We specifically seek modes of creative and critical practice that pose challenges to the norms that might otherwise evade rigorous investigation. For us, travel offers a decisive metaphor for the approach we take to our respective practices. Like the anthropologist, geographer or archaeologist, we attempt to read our context in a critically detached mode, knowing that critical distance allows us to see what we are otherwise too close to understand. Unlike these scientific figures, though, we offer up the bases of our judgements for further scrutiny at the same time as we use them in our work. We take specific interest in exploring the challenge afforded by almost constant contact with the globe through travel between a number of critical points, determined by our work and implicated by our practice as subjects. International travel, combined with the electronic accessibility of global knowledge, imbues our work with critical values not possible through one of these alone. Elaborating upon the critical scenario of working in familiar and unfamiliar environments, we first seek to explore a French-New Zealand axis of criticism, documentation and practice.

We take a number of approaches to the subject of our study, simultaneously considering creative outcomes through artistic and architectural practice and critico-historical consequences not directly tied to practice, but informing it nonetheless. The teams we construct for individual projects range in size and the diversity of expertise; the projects themselves determine the nature of the team that an object of study might sustain. For the Taranaki project, we bring together artists, writers, producers and a documentary cinematographer to understand the critical deformations that occur by observing and testing artistic practices in situ and by anchoring these firmly to the ideas and realities of a place. Future iterations of this operative-critical make-up will be informed by the urban-landscape setting at stake.

We are developing a mode of professional and critical practice that persistently questions, through rigorous analysis and experimentation, New Zealand culture from every perspective.

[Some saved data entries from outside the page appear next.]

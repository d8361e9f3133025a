//! In-process [`Store`] for development and tests. Nothing survives a
//! restart.

use crate::{DbError, Result, store::Store};
use async_trait::async_trait;
use blogger_common::model::{
    BloggerSnowflakeGenerator, Id,
    auth::{Authentication, TokenHash},
    blog::{Blog, BlogMarker, BlogName, CreateBlog},
    post::{CreatePost, Post, PostDraft, PostMarker},
    user::{CreateUser, User, UserHandle, UserMarker},
};
use blogger_common::snowflake::{ProcessId, WorkerId};
use std::{
    cmp::Reverse,
    collections::{BTreeMap, HashMap},
    sync::{Mutex, MutexGuard, PoisonError},
};
use time::UtcDateTime;

#[derive(Debug)]
struct MemoryState {
    snowflake_generator: BloggerSnowflakeGenerator,
    users: BTreeMap<Id<UserMarker>, User>,
    authentications: HashMap<TokenHash, Authentication>,
    blogs: BTreeMap<Id<BlogMarker>, Blog>,
    posts: BTreeMap<Id<PostMarker>, Post>,
}

impl MemoryState {
    fn next_id<Marker>(&mut self) -> Result<Id<Marker>> {
        Ok(self.snowflake_generator.generate()?.into())
    }

    /// Matching posts, newest edit first. Ids break ties.
    fn sorted_posts(&self, filter: impl Fn(&Post) -> bool) -> Vec<Post> {
        let mut posts: Vec<Post> = self
            .posts
            .values()
            .filter(|post| filter(post))
            .cloned()
            .collect();
        posts.sort_by_key(|post| Reverse((post.edited_at, post.id)));
        posts
    }
}

/// Every operation runs under one lock, which makes the check-and-write
/// operations atomic.
#[derive(Debug)]
pub struct MemoryStore {
    state: Mutex<MemoryState>,
}

impl MemoryStore {
    #[must_use]
    pub fn new(worker_id: WorkerId, process_id: ProcessId) -> Self {
        Self {
            state: Mutex::new(MemoryState {
                snowflake_generator: BloggerSnowflakeGenerator::new(worker_id, process_id),
                users: BTreeMap::new(),
                authentications: HashMap::new(),
                blogs: BTreeMap::new(),
                posts: BTreeMap::new(),
            }),
        }
    }

    fn state(&self) -> MutexGuard<'_, MemoryState> {
        self.state.lock().unwrap_or_else(PoisonError::into_inner)
    }

    /// Stores `post` verbatim, e.g. to seed fixtures with fixed timestamps.
    #[cfg(test)]
    pub fn insert_post(&self, post: Post) {
        self.state().posts.insert(post.id, post);
    }
}

impl Default for MemoryStore {
    fn default() -> Self {
        Self::new(WorkerId::default(), ProcessId::default())
    }
}

#[async_trait]
impl Store for MemoryStore {
    async fn fetch_user(&self, user_id: Id<UserMarker>) -> Result<Option<User>> {
        Ok(self.state().users.get(&user_id).cloned())
    }

    async fn fetch_user_by_handle(&self, handle: &UserHandle) -> Result<Option<User>> {
        let state = self.state();
        Ok(state.users.values().find(|user| &user.handle == handle).cloned())
    }

    async fn upsert_user(&self, user: &CreateUser) -> Result<User> {
        let mut state = self.state();
        if let Some(existing) = state.users.values().find(|existing| existing.handle == user.handle)
        {
            return Ok(existing.clone());
        }

        let created = User {
            id: state.next_id()?,
            handle: user.handle.clone(),
            password: user.password.clone(),
            follows: Vec::new(),
        };
        state.users.insert(created.id, created.clone());
        Ok(created)
    }

    async fn create_auth(&self, authentication: &Authentication) -> Result<()> {
        self.state().authentications.insert(
            authentication.token_hash.clone(),
            authentication.clone(),
        );
        Ok(())
    }

    async fn delete_expired_auths(&self, now: UtcDateTime) -> Result<u64> {
        let mut state = self.state();
        let before = state.authentications.len();
        state
            .authentications
            .retain(|_, authentication| !authentication.is_expired_at(now));
        Ok((before - state.authentications.len()) as u64)
    }

    async fn fetch_auth(&self, token_hash: &TokenHash) -> Result<Option<Authentication>> {
        Ok(self.state().authentications.get(token_hash).cloned())
    }

    async fn delete_auth(&self, token_hash: &TokenHash) -> Result<()> {
        self.state().authentications.remove(token_hash);
        Ok(())
    }

    async fn fetch_blogs(&self) -> Result<Vec<Blog>> {
        let mut blogs: Vec<Blog> = self.state().blogs.values().cloned().collect();
        blogs.sort_by(|a, b| a.name.cmp(&b.name));
        Ok(blogs)
    }

    async fn fetch_blog_by_name(&self, name: &BlogName) -> Result<Option<Blog>> {
        let state = self.state();
        Ok(state.blogs.values().find(|blog| &blog.name == name).cloned())
    }

    async fn create_blog(&self, blog: &CreateBlog) -> Result<Option<Blog>> {
        let mut state = self.state();
        if state.blogs.values().any(|existing| existing.name == blog.name) {
            return Ok(None);
        }

        let created = Blog {
            id: state.next_id()?,
            owner: blog.owner.clone(),
            authors: blog.initial_authors(),
            name: blog.name.clone(),
        };
        state.blogs.insert(created.id, created.clone());
        Ok(Some(created))
    }

    async fn fetch_blog_posts(&self, blog_name: &BlogName) -> Result<Vec<Post>> {
        Ok(self.state().sorted_posts(|post| &post.blog_name == blog_name))
    }

    async fn fetch_tagged_posts(&self, tag: &str) -> Result<Vec<Post>> {
        Ok(self
            .state()
            .sorted_posts(|post| post.tags.iter().any(|post_tag| post_tag == tag)))
    }

    async fn fetch_post_tags(&self) -> Result<Vec<Vec<String>>> {
        let state = self.state();
        Ok(state
            .posts
            .values()
            .filter(|post| !post.tags.is_empty())
            .map(|post| post.tags.clone())
            .collect())
    }

    async fn fetch_post(&self, post_id: Id<PostMarker>) -> Result<Option<Post>> {
        Ok(self.state().posts.get(&post_id).cloned())
    }

    async fn create_post(&self, post: &CreatePost) -> Result<Post> {
        let mut state = self.state();
        if !state.blogs.contains_key(&post.blog) {
            return Err(DbError::MissingBlog);
        }

        let now = UtcDateTime::now();
        let created = Post {
            id: state.next_id()?,
            blog: post.blog,
            blog_name: post.blog_name.clone(),
            title: post.draft.title.clone(),
            author: post.draft.author.clone(),
            content: post.draft.content.clone(),
            source: post.draft.source.clone(),
            image_urls: post.draft.image_urls.clone(),
            created_at: now,
            edited_at: now,
            tags: post.draft.tags.clone(),
            views: Some(0),
        };
        state.posts.insert(created.id, created.clone());
        Ok(created)
    }

    async fn update_post(
        &self,
        post_id: Id<PostMarker>,
        draft: &PostDraft,
    ) -> Result<Option<Post>> {
        let mut state = self.state();
        let Some(post) = state.posts.get_mut(&post_id) else {
            return Ok(None);
        };

        post.apply(draft, UtcDateTime::now());
        Ok(Some(post.clone()))
    }

    async fn record_post_view(&self, post_id: Id<PostMarker>) -> Result<Option<Post>> {
        let mut state = self.state();
        let Some(post) = state.posts.get_mut(&post_id) else {
            return Ok(None);
        };

        if let Some(views) = post.views.as_mut() {
            *views += 1;
        }
        Ok(Some(post.clone()))
    }
}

Each time, we take a specific setting, landscape or urban, and investigate a series of potential ways of simultaneously knowing and destabilising our knowledge of that site through creative and critical practices. We will bring analyses and practices the result from this focus on New Zealand to bear upon other geographies, cultures, through intellectual and artistic exchange, international residencies and critical relationships with institutions around the world. We thus anticipate developing a praxis of critical and operational work that remains open for as long as collaborations can be brought to bear upon problems of urban and landscaped cultural constructions and the formulation of their identity.